## GIVEN ENTRIES
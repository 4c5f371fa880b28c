//! Per-file state of the workspace.

use camino::{Utf8Path, Utf8PathBuf};
use smol_str::SmolStr;
use source_map::{LineIndex, Span};
use std::fmt;
use std::sync::Arc;
use vue_codegen::{
    analyze_declarations, analyze_script, BaseRef, ComposedDocument, PropertyDecl,
    RegisteredComponent, ScriptAnalysis,
};
use vue_diagnostics::{check_script, check_sections, check_template, Diagnostic};
use vue_parser::{split_sections, Sections};
use vue_template_compiler::{compile_ast, parse_template, CompiledTemplate};

/// Identity of a node: a file path, or `<package>#<Export>` for library
/// components. The two never compare equal, whatever the path contains.
#[derive(Clone, PartialEq, Eq, Hash, PartialOrd, Ord)]
pub struct FileId {
    key: SmolStr,
    library: bool,
}

impl FileId {
    /// The id of a workspace file.
    pub fn new(path: impl AsRef<str>) -> Self {
        Self {
            key: SmolStr::new(path),
            library: false,
        }
    }

    pub fn from_path(path: &Utf8Path) -> Self {
        Self::new(path.as_str())
    }

    pub fn library(package: &str, export: &str) -> Self {
        Self {
            key: format!("{}#{}", package, export).into(),
            library: true,
        }
    }

    pub fn as_str(&self) -> &str {
        &self.key
    }

    pub fn is_library(&self) -> bool {
        self.library
    }

    /// The file path, for nodes backed by a workspace file.
    pub fn path(&self) -> Option<&Utf8Path> {
        (!self.library).then(|| Utf8Path::new(self.as_str()))
    }
}

impl fmt::Display for FileId {
    fn fmt(&self, f: &mut fmt::Formatter<'_>) -> fmt::Result {
        f.write_str(&self.key)
    }
}

impl fmt::Debug for FileId {
    fn fmt(&self, f: &mut fmt::Formatter<'_>) -> fmt::Result {
        write!(f, "FileId({})", self.key)
    }
}

#[derive(Debug, Clone, Copy, PartialEq, Eq)]
pub enum NodeKind {
    /// A component file with sections.
    Component,
    /// A script or declaration file whose default class is a component.
    ComponentDeclaration,
    /// Any other script.
    PlainScript,
}

#[derive(Debug, Clone, PartialEq, Eq)]
pub enum Origin {
    Workspace,
    /// A class found in the declarations of a component library.
    Library {
        package: String,
        export: String,
        /// Declaration file that holds the class.
        file: Utf8PathBuf,
    },
}

/// A member together with the file declaring it.
#[derive(Debug, Clone, PartialEq, Eq)]
pub struct NodeProperty {
    pub decl: PropertyDecl,
    pub file: Utf8PathBuf,
}

/// Everything derived from the text of one file.
#[derive(Debug, Clone)]
pub struct FileNode {
    pub id: FileId,
    pub kind: NodeKind,
    pub origin: Origin,
    /// Bumped on every edit and invalidation. Unique across the workspace.
    pub version: u64,
    /// Version reported by the editor for the text, if it owns the file.
    pub editor_version: Option<i32>,
    pub text: Arc<str>,
    pub lines: LineIndex,
    /// Present for [`NodeKind::Component`].
    pub sections: Option<Sections>,
    pub script: ScriptAnalysis,
    pub template: Option<CompiledTemplate>,
    /// Members declared locally, or merged at scan time for library classes.
    pub properties: Vec<NodeProperty>,
    /// Span of the component class name.
    pub class_span: Option<Span>,
    /// Problems found in the file itself.
    pub diagnostics: Vec<Diagnostic>,
}

impl FileNode {
    /// Split and analyze `text`. Files ending in `.vue` or one of
    /// `extensions` are components. Never fails; problems become
    /// diagnostics.
    pub fn analyze(
        id: FileId,
        text: Arc<str>,
        extensions: &[String],
        version: u64,
        editor_version: Option<i32>,
    ) -> Self {
        let path = id.path().map(Utf8Path::to_path_buf).unwrap_or_default();
        let kind = kind_for(path.as_str(), extensions);
        let mut node = FileNode {
            lines: LineIndex::new(&text),
            id,
            kind,
            origin: Origin::Workspace,
            version,
            editor_version,
            text: text.clone(),
            sections: None,
            script: ScriptAnalysis::default(),
            template: None,
            properties: Vec::new(),
            class_span: None,
            diagnostics: Vec::new(),
        };

        match kind {
            NodeKind::Component => node.analyze_component(&text),
            _ if path.as_str().ends_with(".d.ts") => node.analyze_declaration(&text, &path),
            _ => node.analyze_plain_script(&text),
        }
        node.properties = node
            .script
            .properties
            .iter()
            .map(|decl| NodeProperty {
                decl: decl.clone(),
                file: path.clone(),
            })
            .collect();
        node
    }

    fn analyze_component(&mut self, text: &str) {
        let sections = split_sections(text);
        self.diagnostics.extend(check_sections(&sections));

        if let Some(script) = &sections.script {
            self.script = analyze_script(text, script.content_span);
            self.diagnostics.extend(check_script(&self.script));
        }
        if let Some(template) = &sections.template {
            let parsed = parse_template(template.content(text), template.content_span.start);
            self.diagnostics
                .extend(check_template(&parsed.ast, &parsed.errors));
            let mut compiled = compile_ast(&parsed.ast);
            compiled.errors = parsed.errors;
            self.template = Some(compiled);
        }
        self.class_span = self.script.name_span;
        self.sections = Some(sections);
    }

    fn analyze_plain_script(&mut self, text: &str) {
        let script = analyze_script(text, Span::new(0, text.len() as u32));
        self.diagnostics.extend(check_script(&script));
        if script.is_decorated {
            self.kind = NodeKind::ComponentDeclaration;
            self.class_span = script.name_span;
            self.script = script;
        } else {
            // Only the diagnostics of an undecorated script matter.
            self.script = ScriptAnalysis {
                errors: script.errors,
                ..Default::default()
            };
        }
    }

    fn analyze_declaration(&mut self, text: &str, path: &Utf8Path) {
        let analysis = analyze_declarations(text);
        self.diagnostics
            .extend(analysis.errors.iter().map(Diagnostic::from));
        let class = analysis
            .classes
            .iter()
            .find(|c| c.export.is_none())
            .or_else(|| analysis.classes.first());
        let Some(class) = class else {
            return;
        };
        tracing::trace!(%path, class = %class.name, "declaration file declares a component");
        self.kind = NodeKind::ComponentDeclaration;
        self.class_span = Some(class.span);
        self.script = ScriptAnalysis {
            class_name: Some(class.name.clone()),
            name_span: Some(class.span),
            properties: class.properties.clone(),
            ..Default::default()
        };
    }

    /// The base component reference, if this node can have a parent.
    pub fn base(&self) -> Option<&BaseRef> {
        match self.origin {
            Origin::Workspace => self.script.base.as_ref(),
            Origin::Library { .. } => None,
        }
    }

    pub fn registered(&self) -> &[RegisteredComponent] {
        &self.script.registered
    }

    pub fn is_library(&self) -> bool {
        matches!(self.origin, Origin::Library { .. })
    }

    /// File that holds the text of this node.
    pub fn source_file(&self) -> Option<&Utf8Path> {
        match &self.origin {
            Origin::Workspace => self.id.path(),
            Origin::Library { file, .. } => Some(file),
        }
    }

    pub fn property(&self, name: &str) -> Option<&NodeProperty> {
        self.properties.iter().find(|p| p.decl.name == name)
    }

    pub fn local_declarations(&self) -> Vec<PropertyDecl> {
        self.properties.iter().map(|p| p.decl.clone()).collect()
    }
}

/// Classify a file by its name.
pub fn kind_for(path: &str, extensions: &[String]) -> NodeKind {
    let component = path.ends_with(".vue")
        || extensions
            .iter()
            .any(|ext| !ext.is_empty() && path.ends_with(ext.as_str()));
    if component {
        NodeKind::Component
    } else {
        NodeKind::PlainScript
    }
}

/// A composition together with the node versions it was built from, self
/// first, then each ancestor.
#[derive(Debug, Clone)]
pub struct Composition {
    pub document: ComposedDocument,
    pub versions: Vec<(FileId, u64)>,
    /// Increases with every stored composition; used as the engine version.
    pub serial: u64,
}
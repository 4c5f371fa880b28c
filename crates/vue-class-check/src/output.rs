//! Output formatting for diagnostics.

use crate::cli::OutputFormat;
use crate::orchestrator::CheckResult;
use camino::Utf8Path;
use serde::Serialize;
use source_map::LineIndex;
use ts_runner::{TsDiagnostic, TsSeverity};
use vue_diagnostics::{Diagnostic, Severity};

/// One reported problem, in 1-based line and column coordinates.
#[derive(Debug, Clone, PartialEq, Eq, Serialize)]
pub struct Report {
    pub file: Option<String>,
    pub line: u32,
    pub column: u32,
    pub severity: &'static str,
    pub code: String,
    pub message: String,
}

impl Report {
    pub fn from_diagnostic(file: &Utf8Path, lines: &LineIndex, diagnostic: &Diagnostic) -> Self {
        let position = lines.line_col(diagnostic.span.start);
        Self {
            file: Some(file.to_string()),
            line: position.line + 1,
            column: position.col + 1,
            severity: diagnostic.severity.as_str(),
            code: diagnostic.code.to_string(),
            message: diagnostic.message.clone(),
        }
    }

    pub fn from_type_check(diagnostic: &TsDiagnostic) -> Self {
        Self {
            file: diagnostic.file.as_ref().map(|f| f.display().to_string()),
            line: diagnostic.line.unwrap_or(0),
            column: diagnostic.column.unwrap_or(0),
            severity: match diagnostic.severity {
                TsSeverity::Error => Severity::Error.as_str(),
                TsSeverity::Warning => Severity::Warning.as_str(),
                TsSeverity::Suggestion | TsSeverity::Message => Severity::Hint.as_str(),
            },
            code: format!("TS{}", diagnostic.code),
            message: diagnostic.message.clone(),
        }
    }

    pub fn is_error(&self) -> bool {
        self.severity == Severity::Error.as_str()
    }

    pub fn is_warning(&self) -> bool {
        self.severity == Severity::Warning.as_str()
    }
}

/// Formatter for diagnostic output.
pub struct OutputFormatter {
    format: OutputFormat,
}

impl OutputFormatter {
    pub fn new(format: OutputFormat) -> Self {
        Self { format }
    }

    pub fn print(&self, report: &Report) {
        println!("{}", self.format_report(report));
    }

    pub fn format_report(&self, report: &Report) -> String {
        match self.format {
            OutputFormat::Human => format_human(report),
            OutputFormat::Json => serde_json::json!({ "type": "diagnostic", "diagnostic": report }).to_string(),
            OutputFormat::Machine => format_machine(report),
        }
    }

    pub fn print_summary(&self, result: &CheckResult) {
        match self.format {
            OutputFormat::Human => print_summary_human(result),
            OutputFormat::Json => {
                let json = serde_json::json!({
                    "type": "summary",
                    "files": result.file_count,
                    "errors": result.error_count,
                    "warnings": result.warning_count,
                    "duration_ms": result.duration_ms
                });
                println!("{}", json);
            }
            // No summary for machine format
            OutputFormat::Machine => {}
        }
    }
}

fn location(report: &Report) -> String {
    match &report.file {
        Some(file) if report.line > 0 => format!("{}:{}:{}", file, report.line, report.column),
        Some(file) => file.clone(),
        None => "unknown".to_string(),
    }
}

fn format_human(report: &Report) -> String {
    let severity = match report.severity {
        "error" => "\x1b[31merror\x1b[0m",
        "warning" => "\x1b[33mwarning\x1b[0m",
        _ => "\x1b[34mhint\x1b[0m",
    };
    format!("{}: {} {}: {}", location(report), severity, report.code, report.message)
}

fn format_machine(report: &Report) -> String {
    format!(
        "{}:{}:{}:{}:{}:{}",
        report.file.as_deref().unwrap_or("unknown"),
        report.line,
        report.column,
        report.severity,
        report.code,
        report.message.replace(':', "\\:")
    )
}

fn print_summary_human(result: &CheckResult) {
    println!();
    if result.error_count == 0 && result.warning_count == 0 {
        println!(
            "\x1b[32m✓\x1b[0m No issues found in {} files ({}ms)",
            result.file_count, result.duration_ms
        );
        return;
    }
    if result.error_count > 0 {
        println!(
            "\x1b[31m✗\x1b[0m Found {} error{} in {} files",
            result.error_count,
            if result.error_count == 1 { "" } else { "s" },
            result.file_count
        );
    }
    if result.warning_count > 0 {
        println!(
            "\x1b[33m⚠\x1b[0m Found {} warning{}",
            result.warning_count,
            if result.warning_count == 1 { "" } else { "s" }
        );
    }
    println!("Time: {}ms", result.duration_ms);
}
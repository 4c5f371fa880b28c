//! Batch checking of a workspace.

use crate::cli::Args;
use crate::config::{Config, FileRole};
use crate::output::{OutputFormatter, Report};
use camino::{Utf8Path, Utf8PathBuf};
use futures::future::join_all;
use miette::{IntoDiagnostic, Result, WrapErr};
use notify::{Config as NotifyConfig, Event, RecommendedWatcher, RecursiveMode, Watcher};
use std::sync::Arc;
use std::time::{Duration, Instant};
use tokio::sync::mpsc;
use tracing::{debug, info, warn};
use ts_runner::{
    EngineCompletion, EngineDiagnostic, EngineHover, EngineLocation, EngineToken, TsDiagnostics,
    TsResult, TsRunner, TsRunnerOptions, TypeCheckEngine,
};
use vue_diagnostics::sort_diagnostics;
use vue_workspace::{CompositionResult, DiskLoader, FileId, NodeKind, Workspace};

/// Quiet period after a change before re-checking.
const DEBOUNCE: Duration = Duration::from_millis(100);

/// Result of a check run.
#[derive(Debug, Default, Clone, PartialEq, Eq)]
pub struct CheckResult {
    pub file_count: usize,
    pub error_count: usize,
    pub warning_count: usize,
    pub duration_ms: u64,
}

/// Engine for batch runs. Documents are checked by `tsc` over the virtual
/// tree, so no interactive request is ever answered.
#[derive(Debug, Default)]
pub struct OfflineEngine;

impl TypeCheckEngine for OfflineEngine {
    async fn update_document(&self, _file: &str, _text: &str, _version: u64) -> TsResult<()> {
        Ok(())
    }

    async fn remove_document(&self, _file: &str) -> TsResult<()> {
        Ok(())
    }

    async fn hover(&self, _file: &str, _offset: u32) -> TsResult<Option<EngineHover>> {
        Ok(None)
    }

    async fn completions(&self, _file: &str, _offset: u32) -> TsResult<Vec<EngineCompletion>> {
        Ok(Vec::new())
    }

    async fn definition(&self, _file: &str, _offset: u32) -> TsResult<Vec<EngineLocation>> {
        Ok(Vec::new())
    }

    async fn diagnostics(&self, _file: &str) -> TsResult<Vec<EngineDiagnostic>> {
        Ok(Vec::new())
    }

    async fn semantic_tokens(&self, _file: &str) -> TsResult<Vec<EngineToken>> {
        Ok(Vec::new())
    }
}

/// Files taking part in a check.
#[derive(Debug, Default)]
pub struct Discovered {
    pub components: Vec<Utf8PathBuf>,
    pub scripts: Vec<Utf8PathBuf>,
}

pub struct Orchestrator {
    config: Config,
    args: Args,
    formatter: OutputFormatter,
    workspace: Workspace<OfflineEngine, DiskLoader>,
}

impl Orchestrator {
    pub fn new(root: Utf8PathBuf, args: Args) -> Result<Self> {
        let config = Config::load(&root, &args)?;
        let workspace = Workspace::new(
            config.workspace_config.clone(),
            Arc::new(DiskLoader),
            Arc::new(OfflineEngine),
        );
        let packages = workspace.load_libraries(
            config.component_libraries(),
            &config.tsconfig.vue_compiler_options.library_declarations,
        );
        debug!(
            tsconfig = ?config.tsconfig_path,
            packages = packages.len(),
            components = workspace.library().len(),
            "component libraries loaded"
        );

        Ok(Self {
            formatter: OutputFormatter::new(args.output),
            config,
            args,
            workspace,
        })
    }

    pub fn args(&self) -> &Args {
        &self.args
    }

    pub async fn run_single_check(&mut self) -> Result<CheckResult> {
        let start = Instant::now();
        let files = self.find_files();
        info!(
            components = files.components.len(),
            scripts = files.scripts.len(),
            "discovered files"
        );

        let ids: Vec<FileId> = files
            .components
            .iter()
            .map(|path| FileId::from_path(path))
            .collect();
        let opened = join_all(ids.iter().map(|id| self.workspace.ensure_node(id)))
        .await;
        for (path, result) in files.components.iter().zip(opened) {
            if let Err(err) = result {
                warn!(%path, %err, "cannot read component");
            }
        }
        let compositions = self.workspace.compose_all().await;

        let mut reports = Vec::new();
        for path in &files.components {
            let Some(node) = self.workspace.node(&FileId::from_path(path)) else {
                continue;
            };
            let mut diagnostics = self.workspace.node_diagnostics(&node);
            sort_diagnostics(&mut diagnostics);
            reports.extend(
                diagnostics
                    .iter()
                    .map(|d| Report::from_diagnostic(path, &node.lines, d)),
            );
        }

        if !self.args.skip_typecheck {
            let checked = self.type_check(&files, &compositions).await?;
            reports.extend(checked.diagnostics.iter().map(Report::from_type_check));
        }

        for report in &reports {
            self.formatter.print(report);
        }
        let result = CheckResult {
            file_count: files.components.len(),
            error_count: reports.iter().filter(|r| r.is_error()).count(),
            warning_count: reports.iter().filter(|r| r.is_warning()).count(),
            duration_ms: start.elapsed().as_millis() as u64,
        };
        self.formatter.print_summary(&result);
        Ok(result)
    }

    /// Write the composed documents and scripts to the virtual tree and run
    /// the type checker over it.
    async fn type_check(
        &self,
        files: &Discovered,
        compositions: &[(FileId, CompositionResult)],
    ) -> Result<TsDiagnostics> {
        let options = TsRunnerOptions {
            use_tsgo: self.args.use_tsgo,
            tsc_args: Vec::new(),
            out_dir: None,
        };
        let mut runner = TsRunner::new(self.config.workspace.as_std_path(), options);

        for (id, result) in compositions {
            let Some(node) = self.workspace.node(id) else {
                continue;
            };
            if node.kind != NodeKind::Component || node.is_library() {
                continue;
            }
            let Some(path) = id.path() else {
                continue;
            };
            match result {
                Ok(composition) => {
                    runner
                        .add_document(
                            path.as_std_path(),
                            &node.text,
                            &composition.document.text,
                            composition.document.map.clone(),
                        )
                        .into_diagnostic()?;
                }
                Err(err) => warn!(%id, %err, "composition failed"),
            }
        }
        for path in &files.scripts {
            let text = tokio::fs::read_to_string(path)
                .await
                .into_diagnostic()
                .wrap_err_with(|| format!("failed to read {}", path))?;
            runner.add_script(path.as_std_path(), &text).into_diagnostic()?;
        }

        let diagnostics = runner
            .run(&self.config.tsconfig)
            .await
            .into_diagnostic()
            .wrap_err("type checking failed")?;
        if self.args.emit_virtual {
            eprintln!("Virtual tree kept at {}", runner.vfs().root().display());
        } else if let Err(err) = runner.cleanup() {
            warn!(%err, "cannot remove the virtual tree");
        }
        Ok(diagnostics)
    }

    /// Check once, then again after every relevant change.
    pub async fn run_watch_mode(&mut self) -> Result<()> {
        eprintln!("Starting watch mode...\n");
        if let Err(err) = self.run_single_check().await {
            eprintln!("{:?}", err);
        }

        let (tx, mut rx) = mpsc::unbounded_channel::<Event>();
        let mut watcher = RecommendedWatcher::new(
            move |res: notify::Result<Event>| {
                if let Ok(event) = res {
                    let _ = tx.send(event);
                }
            },
            NotifyConfig::default(),
        )
        .into_diagnostic()?;
        watcher
            .watch(self.config.workspace.as_std_path(), RecursiveMode::Recursive)
            .into_diagnostic()?;

        while let Some(event) = rx.recv().await {
            let mut changed = self.relevant_paths(&event);
            // Coalesce bursts of events into one re-check.
            while let Ok(Some(event)) = tokio::time::timeout(DEBOUNCE, rx.recv()).await {
                changed.extend(self.relevant_paths(&event));
            }
            if changed.is_empty() {
                continue;
            }
            changed.sort();
            changed.dedup();

            for path in &changed {
                if let Err(err) = self.workspace.reload(path).await {
                    warn!(%path, %err, "cannot reload");
                }
            }
            eprintln!("File change detected. Rerunning...\n");
            if let Err(err) = self.run_single_check().await {
                eprintln!("{:?}", err);
            }
        }
        Ok(())
    }

    fn relevant_paths(&self, event: &Event) -> Vec<Utf8PathBuf> {
        event
            .paths
            .iter()
            .filter_map(|p| Utf8PathBuf::from_path_buf(p.clone()).ok())
            .filter(|p| self.config.role(p).is_some())
            .collect()
    }

    /// Component and script files under the workspace root.
    pub fn find_files(&self) -> Discovered {
        discover(&self.config)
    }
}

pub fn discover(config: &Config) -> Discovered {
    let mut found = Discovered::default();
    let walker = walkdir::WalkDir::new(&config.workspace)
        .follow_links(true)
        .sort_by_file_name()
        .into_iter()
        .filter_entry(|entry| entry.file_name() != "node_modules");
    for entry in walker.filter_map(|e| e.ok()) {
        if !entry.file_type().is_file() {
            continue;
        }
        let Some(path) = Utf8Path::from_path(entry.path()) else {
            continue;
        };
        match config.role(path) {
            Some(FileRole::Component) => found.components.push(path.to_path_buf()),
            Some(FileRole::Script) => found.scripts.push(path.to_path_buf()),
            None => {}
        }
    }
    found
}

## ACTION ITEM
Looking at the data above, write out exactly the lines that start at the one containing "holds the class." and end at the one containing "across the workspace."; include both and nothing beyond.

## RESPONSE BOX
        /// Declaration file that holds the class.
        file: Utf8PathBuf,
    },
}

/// A member together with the file declaring it.
#[derive(Debug, Clone, PartialEq, Eq)]
pub struct NodeProperty {
    pub decl: PropertyDecl,
    pub file: Utf8PathBuf,
}

/// Everything derived from the text of one file.
#[derive(Debug, Clone)]
pub struct FileNode {
    pub id: FileId,
    pub kind: NodeKind,
    pub origin: Origin,
    /// Bumped on every edit and invalidation. Unique across the workspace.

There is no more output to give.